If this campaign season seemed unusually long, that is because it has been. The season got off to a rocky start when the Illinois State Board of Elections told the City Clerk to accept nominating petitions during an earlier time period than that posted on the Clerk’s website. In addition, it appears that people “forgot” that in 1992 the voters of Evanston approved a referendum mandating a primary election if there were more than two candidates for Mayor.
As it turned out there were five candidates for Mayor. Several candidates for Mayor challenged their competitors on the basis of their filings. The local Election Board decided to allow everyone on the ballot, and primary was held on Feb. 28 which narrowed the field to two candidates for Mayor.

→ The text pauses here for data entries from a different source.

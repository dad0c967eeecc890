//! Coordinator error types.

use thiserror::Error;

use cdgrid_state::StateError;

/// Errors surfaced to request-driven callers.
#[derive(Debug, Error)]
pub enum CoordinatorError {
    /// Unknown app id or wrong secret.
    #[error("app not found")]
    Auth,

    /// Unknown job id, or a job belonging to another target.
    #[error("job not found: {0}")]
    JobNotFound(String),

    #[error("invalid registration: {0}")]
    InvalidRegistration(String),

    #[error("invalid windows: {0}")]
    InvalidWindows(String),

    /// The store itself failed.
    #[error("state store error: {0}")]
    State(StateError),
}

impl From<StateError> for CoordinatorError {
    fn from(err: StateError) -> Self {
        match err {
            StateError::AuthFailed => CoordinatorError::Auth,
            StateError::JobNotFound(id) => CoordinatorError::JobNotFound(id),
            StateError::InvalidRegistration(msg) => CoordinatorError::InvalidRegistration(msg),
            other => CoordinatorError::State(other),
        }
    }
}

impl CoordinatorError {
    /// True when the persistence layer is unavailable.
    pub fn is_store_failure(&self) -> bool {
        matches!(self, CoordinatorError::State(e) if e.is_store_failure())
    }
}

pub type CoordinatorResult<T> = Result<T, CoordinatorError>;

#[cfg(test)]
mod tests {
    use super::*;

    #[test]
    fn domain_errors_are_unwrapped() {
        assert!(matches!(
            CoordinatorError::from(StateError::AuthFailed),
            CoordinatorError::Auth
        ));
        assert!(matches!(
            CoordinatorError::from(StateError::JobNotFound("j".into())),
            CoordinatorError::JobNotFound(_)
        ));
    }

    #[test]
    fn store_errors_stay_wrapped() {
        let err = CoordinatorError::from(StateError::Transaction("disk full".into()));
        assert!(err.is_store_failure());
        assert!(!CoordinatorError::Auth.is_store_failure());
    }
}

The contest for Fifth Ward Alderman – with five candidates – also necessitated a primary election, this one by State law. Again, the field was narrowed to two candidates.
In City contests, every registered voter has a chance to vote for Mayor and for City Clerk. In addition, every registered voter has a chance to vote for Alderman, although there is a contest in only six of the City’s nine wards.
Both the District 65 and District 202 School Boards will be newly constituted.
Information on all candidates, including articles, profiles, and letters, is available in this paper and in the election section here.
Another important question on the ballot is District 65’s referendum to increase property taxes to fund its operations. Articles relating to the referendum are available here, and so is the RoundTable’s editorial supporting the referendum, as well as letters supporting or opposing the referendum.
By longstanding tradition, the RoundTable does not endorse candidates in local elections, but we have some thoughts to pass on to voters.
• Look at each candidate carefully.
• Who among them seem to have the best interests of the community they wish to represent – ward, City, or school district – at heart?
• Who has a personal agenda rather than a set of priorities?
• Which candidates would make significant proposals and meaningful amendments, and would engage in thoughtful discussion?
• Do the candidate’s skills and expertise match the challenges he or she is apt to face?
• Will the candidate’s education and professional background assist in evaluating and deciding critical issues brought before the governing body?
• Has the candidate attended meetings of the governing body and shown an interest in its operation?
• Which, if any, seems to prefer to be a naysayer, who votes against most measures but has no positive alternatives or solutions to propose?
• Which candidates seem both able to stand up for what they believe and to forge a consensus?
• How well does each candidate appear to know and understand the community or the governmental body he or she aims to represent?
• How well does each know the strengths – not simply the challenges – the City or the School Districts will face?
• What is each candidate’s experience in moving measures toward approval and implementation?
• Who is going to be angry at voters who do not vote for them or for their friends?
We suggest that an election is not a popularity contest; it is an exercise in democracy to help the Evanston schools and the Evanston community evolve and become better, bringing all residents along.
Vote for the best qualified candidates – those who are principled and informed and whom you can respect, even if on occasion they may not vote your way.
Early voting continues at the Morton Civic Center, 2100 Ridge Ave., through April 3. Hours are 9 a.m.-5 p.m. on March 23-25; 10 a.m.-4 p.m. on March 26; 9 a.m.-7 p.m. March 27-31 and April 3; 9 a.m.-5 p.m. on April 1; and 10 a.m.-4 p.m. on April 2.
Polls will be open 6 a.m.-7 p.m. on Election Day, April 4.